*** Opening ENTRIES SUPPLIED ***

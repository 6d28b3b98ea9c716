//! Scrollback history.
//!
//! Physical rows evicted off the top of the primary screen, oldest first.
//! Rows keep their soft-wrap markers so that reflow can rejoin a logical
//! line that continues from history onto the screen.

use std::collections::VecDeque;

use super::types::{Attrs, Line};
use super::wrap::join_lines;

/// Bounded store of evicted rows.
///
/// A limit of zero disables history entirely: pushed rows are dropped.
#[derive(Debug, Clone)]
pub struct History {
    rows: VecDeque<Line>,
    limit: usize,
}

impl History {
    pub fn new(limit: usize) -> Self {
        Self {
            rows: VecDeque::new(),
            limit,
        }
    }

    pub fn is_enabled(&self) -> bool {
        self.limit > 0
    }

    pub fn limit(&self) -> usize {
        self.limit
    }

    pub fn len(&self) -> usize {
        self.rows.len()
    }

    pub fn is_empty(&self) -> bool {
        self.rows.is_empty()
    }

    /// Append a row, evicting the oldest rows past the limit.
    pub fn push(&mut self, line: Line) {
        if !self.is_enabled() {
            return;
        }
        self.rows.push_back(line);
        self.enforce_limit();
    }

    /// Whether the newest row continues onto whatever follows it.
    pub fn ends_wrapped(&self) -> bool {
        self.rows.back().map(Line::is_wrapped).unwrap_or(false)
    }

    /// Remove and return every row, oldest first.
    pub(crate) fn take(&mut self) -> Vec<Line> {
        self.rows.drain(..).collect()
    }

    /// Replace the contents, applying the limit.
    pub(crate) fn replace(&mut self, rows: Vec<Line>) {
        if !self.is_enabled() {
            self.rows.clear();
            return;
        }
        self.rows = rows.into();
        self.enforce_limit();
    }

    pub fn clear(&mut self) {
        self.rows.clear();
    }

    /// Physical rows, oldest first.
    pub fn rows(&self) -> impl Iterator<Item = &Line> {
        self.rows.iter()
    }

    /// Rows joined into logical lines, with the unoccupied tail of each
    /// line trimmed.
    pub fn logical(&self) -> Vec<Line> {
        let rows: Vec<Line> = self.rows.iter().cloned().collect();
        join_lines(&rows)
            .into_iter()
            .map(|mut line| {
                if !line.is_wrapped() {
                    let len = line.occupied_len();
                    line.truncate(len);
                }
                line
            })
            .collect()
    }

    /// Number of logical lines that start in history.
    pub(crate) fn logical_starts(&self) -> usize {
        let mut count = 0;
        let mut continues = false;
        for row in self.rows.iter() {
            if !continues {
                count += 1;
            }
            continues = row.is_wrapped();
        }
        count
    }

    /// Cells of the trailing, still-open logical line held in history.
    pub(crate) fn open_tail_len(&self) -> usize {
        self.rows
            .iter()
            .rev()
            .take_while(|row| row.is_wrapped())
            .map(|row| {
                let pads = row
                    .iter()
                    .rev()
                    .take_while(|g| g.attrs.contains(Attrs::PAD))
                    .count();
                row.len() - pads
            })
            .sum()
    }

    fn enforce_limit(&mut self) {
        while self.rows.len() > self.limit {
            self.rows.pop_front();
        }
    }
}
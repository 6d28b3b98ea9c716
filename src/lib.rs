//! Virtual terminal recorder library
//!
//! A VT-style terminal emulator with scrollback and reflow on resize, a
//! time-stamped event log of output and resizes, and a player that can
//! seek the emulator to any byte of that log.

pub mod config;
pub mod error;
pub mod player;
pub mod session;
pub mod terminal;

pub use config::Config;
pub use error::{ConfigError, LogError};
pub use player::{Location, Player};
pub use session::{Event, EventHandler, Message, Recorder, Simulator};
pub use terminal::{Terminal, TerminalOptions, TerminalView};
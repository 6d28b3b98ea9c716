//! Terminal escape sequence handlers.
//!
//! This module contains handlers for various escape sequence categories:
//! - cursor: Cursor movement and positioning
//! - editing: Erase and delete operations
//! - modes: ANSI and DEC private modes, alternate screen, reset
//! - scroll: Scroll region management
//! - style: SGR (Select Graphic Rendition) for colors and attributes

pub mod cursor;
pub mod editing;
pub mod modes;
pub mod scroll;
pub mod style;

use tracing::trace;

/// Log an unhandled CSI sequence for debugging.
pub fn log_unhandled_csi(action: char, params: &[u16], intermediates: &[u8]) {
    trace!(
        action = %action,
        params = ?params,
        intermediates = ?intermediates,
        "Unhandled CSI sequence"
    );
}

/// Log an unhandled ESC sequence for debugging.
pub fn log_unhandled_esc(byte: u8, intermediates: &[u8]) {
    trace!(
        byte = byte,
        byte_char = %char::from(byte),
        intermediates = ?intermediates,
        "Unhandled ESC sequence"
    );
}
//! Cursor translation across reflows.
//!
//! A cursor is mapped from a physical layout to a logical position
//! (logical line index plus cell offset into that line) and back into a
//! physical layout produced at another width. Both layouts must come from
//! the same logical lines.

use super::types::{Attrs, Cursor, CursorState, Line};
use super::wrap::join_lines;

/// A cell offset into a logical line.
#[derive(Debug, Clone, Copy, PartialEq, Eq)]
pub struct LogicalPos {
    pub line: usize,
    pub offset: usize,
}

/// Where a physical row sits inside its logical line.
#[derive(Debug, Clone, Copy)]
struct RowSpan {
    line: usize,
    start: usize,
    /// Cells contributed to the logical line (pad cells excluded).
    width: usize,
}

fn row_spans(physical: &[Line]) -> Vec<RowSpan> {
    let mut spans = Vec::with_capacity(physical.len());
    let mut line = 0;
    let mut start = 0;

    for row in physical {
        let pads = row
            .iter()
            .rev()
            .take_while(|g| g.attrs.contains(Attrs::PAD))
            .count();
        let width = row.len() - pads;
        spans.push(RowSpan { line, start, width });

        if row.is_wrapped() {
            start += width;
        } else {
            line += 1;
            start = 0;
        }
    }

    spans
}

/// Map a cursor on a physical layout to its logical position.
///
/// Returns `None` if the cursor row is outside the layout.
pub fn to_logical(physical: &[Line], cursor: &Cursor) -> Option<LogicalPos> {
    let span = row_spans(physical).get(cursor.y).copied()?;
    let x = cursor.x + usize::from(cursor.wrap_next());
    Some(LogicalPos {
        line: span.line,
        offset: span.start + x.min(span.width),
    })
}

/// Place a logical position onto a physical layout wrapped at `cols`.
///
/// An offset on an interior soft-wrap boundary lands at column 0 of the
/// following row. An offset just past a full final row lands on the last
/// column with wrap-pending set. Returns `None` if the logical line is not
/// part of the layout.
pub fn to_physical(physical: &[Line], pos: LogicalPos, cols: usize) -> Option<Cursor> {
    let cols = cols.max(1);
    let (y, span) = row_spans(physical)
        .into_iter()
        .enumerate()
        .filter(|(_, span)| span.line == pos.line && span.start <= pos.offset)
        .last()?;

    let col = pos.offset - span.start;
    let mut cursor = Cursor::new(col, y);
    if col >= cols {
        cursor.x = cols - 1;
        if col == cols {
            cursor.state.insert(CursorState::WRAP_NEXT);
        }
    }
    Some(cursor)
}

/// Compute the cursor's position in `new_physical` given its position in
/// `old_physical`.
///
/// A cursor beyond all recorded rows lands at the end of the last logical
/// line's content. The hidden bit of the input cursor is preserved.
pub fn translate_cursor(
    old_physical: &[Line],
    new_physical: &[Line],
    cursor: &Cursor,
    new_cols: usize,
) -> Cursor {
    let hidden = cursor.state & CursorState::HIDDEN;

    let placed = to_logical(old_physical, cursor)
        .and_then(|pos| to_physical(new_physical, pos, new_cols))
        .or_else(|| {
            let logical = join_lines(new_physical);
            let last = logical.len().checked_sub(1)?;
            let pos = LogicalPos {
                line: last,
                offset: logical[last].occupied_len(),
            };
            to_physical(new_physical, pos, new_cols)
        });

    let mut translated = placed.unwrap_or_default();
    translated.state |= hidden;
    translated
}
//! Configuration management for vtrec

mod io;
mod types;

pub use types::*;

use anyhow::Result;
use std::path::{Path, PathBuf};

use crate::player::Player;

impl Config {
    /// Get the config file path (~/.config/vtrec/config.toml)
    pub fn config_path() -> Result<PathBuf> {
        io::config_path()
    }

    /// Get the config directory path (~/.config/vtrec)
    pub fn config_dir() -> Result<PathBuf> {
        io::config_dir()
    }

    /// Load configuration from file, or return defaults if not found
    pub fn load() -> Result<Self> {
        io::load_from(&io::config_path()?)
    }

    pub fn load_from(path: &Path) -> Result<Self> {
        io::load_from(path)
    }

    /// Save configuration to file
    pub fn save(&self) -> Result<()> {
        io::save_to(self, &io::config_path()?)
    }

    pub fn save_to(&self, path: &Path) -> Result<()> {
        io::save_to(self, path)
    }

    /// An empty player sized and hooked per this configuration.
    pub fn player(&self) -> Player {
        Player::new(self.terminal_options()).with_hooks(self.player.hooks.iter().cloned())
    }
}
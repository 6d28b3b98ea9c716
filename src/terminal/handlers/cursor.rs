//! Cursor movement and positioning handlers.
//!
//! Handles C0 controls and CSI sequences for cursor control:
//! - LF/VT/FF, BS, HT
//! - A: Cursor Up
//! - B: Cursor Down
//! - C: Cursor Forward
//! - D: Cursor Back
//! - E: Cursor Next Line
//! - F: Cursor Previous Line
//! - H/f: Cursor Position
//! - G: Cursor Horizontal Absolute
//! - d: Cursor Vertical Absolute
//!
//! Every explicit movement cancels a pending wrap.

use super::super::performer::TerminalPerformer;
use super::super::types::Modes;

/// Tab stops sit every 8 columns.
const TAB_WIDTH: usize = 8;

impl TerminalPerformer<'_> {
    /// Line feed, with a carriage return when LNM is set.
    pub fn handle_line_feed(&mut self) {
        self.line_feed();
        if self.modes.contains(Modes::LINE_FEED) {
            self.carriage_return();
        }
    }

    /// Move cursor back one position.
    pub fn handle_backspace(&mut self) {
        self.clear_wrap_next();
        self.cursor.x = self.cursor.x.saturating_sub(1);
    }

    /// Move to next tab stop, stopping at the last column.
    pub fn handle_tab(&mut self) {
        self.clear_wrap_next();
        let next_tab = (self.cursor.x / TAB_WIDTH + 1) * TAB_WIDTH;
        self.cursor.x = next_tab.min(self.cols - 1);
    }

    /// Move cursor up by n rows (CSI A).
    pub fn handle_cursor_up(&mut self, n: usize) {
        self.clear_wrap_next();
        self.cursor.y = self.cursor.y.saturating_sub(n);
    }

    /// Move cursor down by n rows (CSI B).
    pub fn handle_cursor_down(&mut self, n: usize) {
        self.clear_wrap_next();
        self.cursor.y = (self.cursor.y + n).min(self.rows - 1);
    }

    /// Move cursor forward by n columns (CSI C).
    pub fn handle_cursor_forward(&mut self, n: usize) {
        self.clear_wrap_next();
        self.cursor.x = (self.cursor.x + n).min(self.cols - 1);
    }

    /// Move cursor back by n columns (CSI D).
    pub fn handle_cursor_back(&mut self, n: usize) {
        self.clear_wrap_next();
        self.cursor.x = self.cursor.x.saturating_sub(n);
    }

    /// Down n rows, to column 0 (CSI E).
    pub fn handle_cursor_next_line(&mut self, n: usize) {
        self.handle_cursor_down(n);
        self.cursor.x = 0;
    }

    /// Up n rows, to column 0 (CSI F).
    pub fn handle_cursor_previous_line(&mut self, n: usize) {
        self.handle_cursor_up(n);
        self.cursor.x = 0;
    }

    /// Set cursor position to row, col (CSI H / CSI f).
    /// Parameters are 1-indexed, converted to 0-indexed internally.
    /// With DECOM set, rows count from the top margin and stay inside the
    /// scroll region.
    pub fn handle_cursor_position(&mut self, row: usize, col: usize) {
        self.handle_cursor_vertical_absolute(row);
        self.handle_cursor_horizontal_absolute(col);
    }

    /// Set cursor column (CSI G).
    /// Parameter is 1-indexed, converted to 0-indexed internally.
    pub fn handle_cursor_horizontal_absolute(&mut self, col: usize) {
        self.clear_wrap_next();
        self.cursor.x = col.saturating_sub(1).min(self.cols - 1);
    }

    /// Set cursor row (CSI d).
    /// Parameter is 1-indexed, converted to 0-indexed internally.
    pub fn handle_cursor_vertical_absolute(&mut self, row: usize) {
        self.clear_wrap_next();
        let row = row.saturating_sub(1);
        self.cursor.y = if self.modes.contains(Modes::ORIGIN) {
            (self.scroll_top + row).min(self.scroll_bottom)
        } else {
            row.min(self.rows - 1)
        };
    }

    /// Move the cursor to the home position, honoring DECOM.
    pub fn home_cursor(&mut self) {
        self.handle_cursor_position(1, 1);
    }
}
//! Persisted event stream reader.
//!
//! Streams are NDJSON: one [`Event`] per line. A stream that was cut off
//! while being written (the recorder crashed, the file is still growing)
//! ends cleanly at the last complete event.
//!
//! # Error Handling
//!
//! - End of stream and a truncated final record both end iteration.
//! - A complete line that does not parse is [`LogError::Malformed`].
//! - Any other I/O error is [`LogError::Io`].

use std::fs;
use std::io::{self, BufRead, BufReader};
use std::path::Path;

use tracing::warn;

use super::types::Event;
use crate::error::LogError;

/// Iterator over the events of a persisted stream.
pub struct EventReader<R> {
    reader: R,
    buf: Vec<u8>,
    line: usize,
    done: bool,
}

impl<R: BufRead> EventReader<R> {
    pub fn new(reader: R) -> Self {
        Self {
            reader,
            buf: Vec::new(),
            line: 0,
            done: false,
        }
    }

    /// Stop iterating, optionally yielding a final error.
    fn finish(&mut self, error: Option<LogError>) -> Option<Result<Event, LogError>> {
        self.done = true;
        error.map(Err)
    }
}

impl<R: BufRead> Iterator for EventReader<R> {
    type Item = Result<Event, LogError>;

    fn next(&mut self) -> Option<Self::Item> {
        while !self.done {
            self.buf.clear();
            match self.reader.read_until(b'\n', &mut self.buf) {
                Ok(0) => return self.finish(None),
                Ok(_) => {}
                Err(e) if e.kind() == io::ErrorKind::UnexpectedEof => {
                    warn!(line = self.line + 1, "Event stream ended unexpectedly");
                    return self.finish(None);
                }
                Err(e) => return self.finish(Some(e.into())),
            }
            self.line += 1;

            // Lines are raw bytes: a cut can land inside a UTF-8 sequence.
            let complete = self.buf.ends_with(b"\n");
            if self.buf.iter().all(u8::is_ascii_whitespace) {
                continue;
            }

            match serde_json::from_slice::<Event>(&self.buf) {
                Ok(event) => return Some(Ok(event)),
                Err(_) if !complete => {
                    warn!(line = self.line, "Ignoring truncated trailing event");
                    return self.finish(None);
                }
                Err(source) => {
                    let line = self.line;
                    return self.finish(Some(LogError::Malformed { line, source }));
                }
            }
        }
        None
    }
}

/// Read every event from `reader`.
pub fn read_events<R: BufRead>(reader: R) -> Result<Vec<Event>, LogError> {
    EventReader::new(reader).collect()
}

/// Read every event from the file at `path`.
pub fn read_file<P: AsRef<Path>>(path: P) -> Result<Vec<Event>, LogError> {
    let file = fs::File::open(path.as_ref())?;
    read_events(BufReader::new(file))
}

*** Closing ENTRIES SUPPLIED ***

Pull out every line holding "PathBuf" from the records above, and copy it.

## ANSWER AREA
use std::path::{Path, PathBuf};
    pub fn config_path() -> Result<PathBuf> {
    pub fn config_dir() -> Result<PathBuf> {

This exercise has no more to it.